» **EXERCISE OBJECTIVE**
Could you report every line from the entries that includes the word "language"?

» **PROVIDED MATERIAL**

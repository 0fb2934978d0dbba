//! Well-known capability-provider keys and action names.
//!
//! Subtasks are bound to providers through these constants so resolution
//! against the registry happens once, by typed name, rather than through
//! scattered string literals.

/// Messaging backend: history search, collection, and the analytics cascade.
pub const MESSAGING: &str = "messaging";
/// Mail backend: history search, collection, and drafting.
pub const MAIL: &str = "mail";
/// File storage backend.
pub const FILES: &str = "files";
/// Issue-tracker backend.
pub const ISSUES: &str = "issues";
/// Generic conversational capability; also the fallback for generic
/// creation and analysis over collected history.
pub const CHAT: &str = "chat";
/// Outbound notification capability.
pub const NOTIFICATIONS: &str = "notifications";

/// Action names understood across providers.
pub mod actions {
    /// Search a data source.
    pub const SEARCH: &str = "search";
    /// Collect raw history for later analysis.
    pub const COLLECT_HISTORY: &str = "collect_history";
    /// Analyze previously collected history.
    pub const ANALYZE: &str = "analyze";
    /// Merge the results of sibling search subtasks.
    pub const MERGE_RESULTS: &str = "merge_results";
    /// Create a generic artifact.
    pub const CREATE: &str = "create";
    /// Create an issue in the tracker.
    pub const CREATE_ISSUE: &str = "create_issue";
    /// Draft an email.
    pub const DRAFT_EMAIL: &str = "draft_email";
    /// Send a notification.
    pub const NOTIFY: &str = "notify";
    /// Answer conversationally.
    pub const CHAT: &str = "chat";
    /// Run the messaging-analytics cascade.
    pub const ANALYZE_CONVERSATIONS: &str = "analyze_conversations";
}
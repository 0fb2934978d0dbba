//! Text-analytics cascade for conversational messages.
//!
//! Turns raw chat messages into structured signals: per-language sentiment,
//! extracted action items, meeting-thread detection, and team-collaboration
//! insights. All classification here is heuristic (lexicon- and
//! pattern-driven), not ML-trained.

/// Cascade facade combining every analysis stage.
pub mod analyzer;
/// Action-item and entity extraction.
pub mod extract;
/// Team-collaboration insight synthesis.
pub mod insight;
/// Script-ratio language detection and segmentation.
pub mod language;
/// Static per-language sentiment weights and pattern sets.
pub mod lexicon;
/// Temporal clustering and meeting-thread detection.
pub mod meeting;
/// Dictionary and polarity sentiment scoring.
pub mod sentiment;

pub use analyzer::{AnalysisOptions, ConversationAnalysis, ConversationAnalyzer};
pub use extract::{MessageRef, TaskComplexity, TaskExtractor, TaskItem, TaskItemStatus, TaskType};
pub use insight::{
    CommunicationMetrics, Recommendation, RecommendationKind, RiskFactor, RiskKind, RiskSeverity,
    TeamInsightSynthesizer, TeamInsights,
};
pub use language::{Language, LanguageDetection, LanguageDetector, LanguageSegment};
pub use lexicon::{Lexicon, PriorityWeights};
pub use meeting::{DecisionPoint, MeetingAnalyzer, MeetingThread, ThreadSentiment};
pub use sentiment::{ContextualFactors, Emotion, Polarity, SentimentResult, SentimentScorer};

» **COMPLETED EXERCISE**
//! Turns raw chat messages into structured signals: per-language sentiment,
/// Script-ratio language detection and segmentation.
pub mod language;
/// Static per-language sentiment weights and pattern sets.
pub use language::{Language, LanguageDetection, LanguageDetector, LanguageSegment};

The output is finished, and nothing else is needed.